- Opening Delimiter -

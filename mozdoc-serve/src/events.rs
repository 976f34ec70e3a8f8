//! Classification of watch events into sync operations.
//!
//! Pure functions so the mapping is testable without a running watcher:
//! one filesystem event maps to at most one [`SyncOp`].

use std::path::{Path, PathBuf};

use notify::event::{CreateKind, EventKind, ModifyKind};

use mozdoc_core::types::ResourceRoot;
use mozdoc_sync::{resource, SyncOp};

/// The operation a watch event calls for, given whether the path is
/// currently a directory.
pub fn classify(kind: &EventKind, is_dir: bool) -> Option<SyncOp> {
    match kind {
        EventKind::Create(CreateKind::Folder) => Some(SyncOp::UpsertDir),
        EventKind::Create(_) | EventKind::Modify(ModifyKind::Data(_)) => Some(upsert(is_dir)),
        EventKind::Modify(ModifyKind::Metadata(_)) => None,
        EventKind::Modify(_) => Some(upsert(is_dir)),
        EventKind::Remove(_) => Some(SyncOp::Delete),
        _ => None,
    }
}

fn upsert(is_dir: bool) -> SyncOp {
    if is_dir {
        SyncOp::UpsertDir
    } else {
        SyncOp::UpsertFile
    }
}

/// Source-relative resource path for an absolute watched path.
///
/// `None` for paths outside the source dir, outside every resource root, or
/// with a dot-prefixed component (editor droppings, VCS metadata).
pub fn resource_rel(source_dir: &Path, path: &Path) -> Option<PathBuf> {
    let rel = path.strip_prefix(source_dir).ok()?;
    let hidden = rel
        .components()
        .any(|c| resource::is_hidden(c.as_os_str()));
    if hidden {
        return None;
    }
    ResourceRoot::containing(rel)?;
    Some(rel.to_path_buf())
}
//! Error types for mozdoc-serve.

use std::path::PathBuf;

use thiserror::Error;

use mozdoc_build::{BuildError, GeneratorError};
use mozdoc_sync::SyncError;

/// Error surface for the serve runtime and watcher.
#[derive(Debug, Error)]
pub enum ServeError {
    #[error("notify error: {0}")]
    Notify(#[from] notify::Error),

    #[error("sync error: {0}")]
    Sync(#[from] SyncError),

    #[error("build error: {0}")]
    Build(#[from] BuildError),

    #[error(transparent)]
    Generator(#[from] GeneratorError),

    #[error("I/O error at {path}: {source}")]
    Io {
        path: PathBuf,
        #[source]
        source: std::io::Error,
    },

    #[error("serve task join failure: {0}")]
    Join(String),
}

/// Convenience constructor for [`ServeError::Io`].
pub(crate) fn io_err(path: impl Into<PathBuf>, source: std::io::Error) -> ServeError {
    ServeError::Io {
        path: path.into(),
        source,
    }
}
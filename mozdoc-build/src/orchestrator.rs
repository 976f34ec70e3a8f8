//! The branch build orchestrator.
//!
//! Fan-out/fan-in over a [`tokio::task::JoinSet`]: one build task per branch,
//! all issued before any resolves, joined to completion in arbitrary order.
//! Completion is keyed on "task finished", never on "build succeeded" — a
//! failing branch is captured in its [`BranchOutcome`] and never blocks the
//! fan-in. The redirect artifact is written exactly once, after the join.

use std::path::{Path, PathBuf};
use std::sync::Arc;

use tokio::task::JoinSet;

use mozdoc_core::{repo, BranchName, RepoError, RepoSnapshot};
use mozdoc_sync::staging;

use crate::builder::{build_branch, BuildTask};
use crate::error::{io_err, BuildError};
use crate::generator::SiteGenerator;
use crate::redirect::write_redirect;

// ---------------------------------------------------------------------------
// Branch source seam
// ---------------------------------------------------------------------------

/// Materializes a buildable source tree for a branch other than the
/// checked-out one.
pub trait BranchSource: Send + Sync {
    fn prepare(&self, branch: &BranchName, dest: &Path) -> Result<(), RepoError>;
}

/// Real branch source: a local single-branch clone of the working repository.
pub struct GitBranchSource {
    repo_root: PathBuf,
}

impl GitBranchSource {
    pub fn new(repo_root: impl Into<PathBuf>) -> Self {
        Self {
            repo_root: repo_root.into(),
        }
    }
}

impl BranchSource for GitBranchSource {
    fn prepare(&self, branch: &BranchName, dest: &Path) -> Result<(), RepoError> {
        tracing::info!(branch = %branch, dest = %dest.display(), "cloning branch");
        repo::clone_branch(&self.repo_root, branch, dest)
    }
}

// ---------------------------------------------------------------------------
// Report
// ---------------------------------------------------------------------------

/// Result of one branch's build, success or captured failure.
#[derive(Debug, Clone, PartialEq, Eq)]
pub struct BranchOutcome {
    pub branch: BranchName,
    pub error: Option<String>,
}

impl BranchOutcome {
    pub fn succeeded(&self) -> bool {
        self.error.is_none()
    }
}

/// Everything the fan-in produced: per-branch outcomes (in completion order)
/// and the redirect artifact path.
#[derive(Debug)]
pub struct BuildReport {
    pub outcomes: Vec<BranchOutcome>,
    pub redirect: PathBuf,
}

impl BuildReport {
    pub fn all_succeeded(&self) -> bool {
        self.outcomes.iter().all(BranchOutcome::succeeded)
    }
}

// ---------------------------------------------------------------------------
// Orchestration
// ---------------------------------------------------------------------------

/// Build every branch of the snapshot into `<output_root>/<branch>/`.
///
/// The current branch builds from the already-checked-out tree (no clone);
/// every other branch from a fresh clone under `tmp/branches/<branch>/`.
/// Clones are prepared before any build is spawned, so a clone failure
/// aborts the whole run with no partial fan-out. Build failures do not:
/// each one is captured in the report while its siblings run to completion.
pub async fn build_all_branches(
    snapshot: &RepoSnapshot,
    repo_root: &Path,
    docs_rel: &Path,
    output_root: &Path,
    skeleton: &Path,
    source: &dyn BranchSource,
    generator: Arc<dyn SiteGenerator>,
) -> Result<BuildReport, BuildError> {
    let mut tasks = Vec::with_capacity(snapshot.branches.len());
    for branch in &snapshot.branches {
        let branch_root = if *branch == snapshot.current_branch {
            repo_root.to_path_buf()
        } else {
            let clone_root = staging::branches_tmp_dir(repo_root).join(branch.as_str());
            source.prepare(branch, &clone_root)?;
            clone_root
        };
        tasks.push(BuildTask {
            branch: branch.clone(),
            source_dir: branch_root.join(docs_rel),
            staging_dir: staging::staging_dir(&branch_root),
            output_dir: output_root.join(branch.as_str()),
        });
    }

    // Fan-out: every build issued before any resolves.
    let mut set = JoinSet::new();
    for task in tasks {
        let snapshot = snapshot.clone();
        let skeleton = skeleton.to_path_buf();
        let generator = generator.clone();
        set.spawn(async move {
            let result = build_branch(&task, &snapshot, &skeleton, generator.as_ref()).await;
            (task.branch, result)
        });
    }

    // Fan-in: join all, in whatever order they finish.
    let mut outcomes = Vec::new();
    while let Some(joined) = set.join_next().await {
        let (branch, result) = joined.map_err(|e| BuildError::Join(e.to_string()))?;
        match &result {
            Ok(()) => tracing::info!(branch = %branch, "branch build finished"),
            Err(err) => tracing::error!(branch = %branch, error = %err, "branch build failed"),
        }
        outcomes.push(BranchOutcome {
            branch,
            error: result.err().map(|e| e.to_string()),
        });
    }

    let redirect = write_redirect(output_root, &snapshot.current_branch)?;
    Ok(BuildReport { outcomes, redirect })
}

/// [`build_all_branches`] on a fresh multi-thread runtime, blocking the
/// calling thread.
#[allow(clippy::too_many_arguments)]
pub fn build_all_blocking(
    snapshot: &RepoSnapshot,
    repo_root: &Path,
    docs_rel: &Path,
    output_root: &Path,
    skeleton: &Path,
    source: &dyn BranchSource,
    generator: Arc<dyn SiteGenerator>,
) -> Result<BuildReport, BuildError> {
    let runtime = tokio::runtime::Builder::new_multi_thread()
        .enable_all()
        .build()
        .map_err(|e| io_err("tokio-runtime", e))?;
    runtime.block_on(build_all_branches(
        snapshot,
        repo_root,
        docs_rel,
        output_root,
        skeleton,
        source,
        generator,
    ))
}

// ---------------------------------------------------------------------------
// Tests
// ---------------------------------------------------------------------------
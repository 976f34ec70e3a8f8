//! Author config — `config.json` at the doc source root.
//!
//! The file is merged over generator defaults; computed locals (branch list,
//! current branch, derived GitHub URLs, serving flag) are injected before the
//! merged config is written into the staging tree for the generator.

use std::path::{Path, PathBuf};

use serde_json::{json, Map, Value};

use crate::error::{io_err, ConfigError};
use crate::types::RepoSnapshot;

/// File name consumed from the doc source root and written into staging.
pub const CONFIG_FILE: &str = "config.json";

/// Default endpoint for doc-index registration; override with the
/// `registry` key in `config.json`.
pub const DEFAULT_REGISTRY_URL: &str = "https://mozdoc-registry.herokuapp.com/register";

/// Generator defaults applied beneath the author's config.
fn defaults() -> Map<String, Value> {
    let Value::Object(map) = json!({
        "locals": {
            "title": "Documentation"
        },
        "contents": "./contents",
        "templates": "./templates"
    }) else {
        unreachable!("defaults literal is an object");
    };
    map
}

/// Load `<source_dir>/config.json` merged over the generator defaults.
///
/// A missing file yields the defaults alone; a file that does not parse is
/// an error carrying the path.
pub fn load_config(source_dir: &Path) -> Result<Map<String, Value>, ConfigError> {
    let path = source_dir.join(CONFIG_FILE);
    let mut merged = defaults();

    let text = match std::fs::read_to_string(&path) {
        Ok(text) => text,
        Err(e) if e.kind() == std::io::ErrorKind::NotFound => return Ok(merged),
        Err(e) => return Err(io_err(&path, e)),
    };
    let user: Map<String, Value> =
        serde_json::from_str(&text).map_err(|source| ConfigError::Parse {
            path: path.clone(),
            source,
        })?;

    for (key, value) in user {
        if key == "locals" {
            // Author locals layer over default locals, key by key.
            let target = locals_mut(&mut merged);
            if let Value::Object(entries) = value {
                for (k, v) in entries {
                    target.insert(k, v);
                }
            }
        } else {
            merged.insert(key, value);
        }
    }
    Ok(merged)
}

/// Inject computed locals into a merged config.
///
/// URLs derive from the origin remote; a repository with no origin gets
/// null URLs, not an error. A malformed origin URL is refused.
pub fn inject_locals(
    config: &mut Map<String, Value>,
    snapshot: &RepoSnapshot,
    serving: bool,
) -> Result<(), ConfigError> {
    let (pages, commits, repo) = match &snapshot.origin_url {
        Some(remote) => (
            Value::String(crate::urls::pages_url(remote)?),
            Value::String(crate::urls::commits_url(
                remote,
                snapshot.current_branch.as_str(),
            )?),
            Value::String(crate::urls::repo_url(remote)?),
        ),
        None => (Value::Null, Value::Null, Value::Null),
    };

    let locals = locals_mut(config);
    locals.insert("branches".into(), json!(snapshot.branch_names()));
    locals.insert(
        "currentBranch".into(),
        json!(snapshot.current_branch.as_str()),
    );
    locals.insert("pagesUrl".into(), pages);
    locals.insert("commitsUrl".into(), commits);
    locals.insert("repoUrl".into(), repo);
    locals.insert("serving".into(), json!(serving));
    Ok(())
}

/// Registration endpoint: the `registry` key, or the built-in default.
pub fn registry_url(config: &Map<String, Value>) -> String {
    config
        .get("registry")
        .and_then(Value::as_str)
        .unwrap_or(DEFAULT_REGISTRY_URL)
        .to_owned()
}

/// Write the merged config into the staging tree for the generator.
pub fn write_config(staging_dir: &Path, config: &Map<String, Value>) -> Result<(), ConfigError> {
    let path = staging_dir.join(CONFIG_FILE);
    let text = serde_json::to_string_pretty(&Value::Object(config.clone()))?;
    std::fs::write(&path, text).map_err(|e| io_err(&path, e))
}

/// Path of the author's config file, for registration payloads.
pub fn config_path(source_dir: &Path) -> PathBuf {
    source_dir.join(CONFIG_FILE)
}

fn locals_mut(config: &mut Map<String, Value>) -> &mut Map<String, Value> {
    let entry = config
        .entry("locals".to_string())
        .or_insert_with(|| Value::Object(Map::new()));
    if !entry.is_object() {
        *entry = Value::Object(Map::new());
    }
    entry.as_object_mut().expect("locals forced to object")
}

- Closing Delimiter -

Find every line in the listing that holds the string "user", then say how many there are as a bare number.

2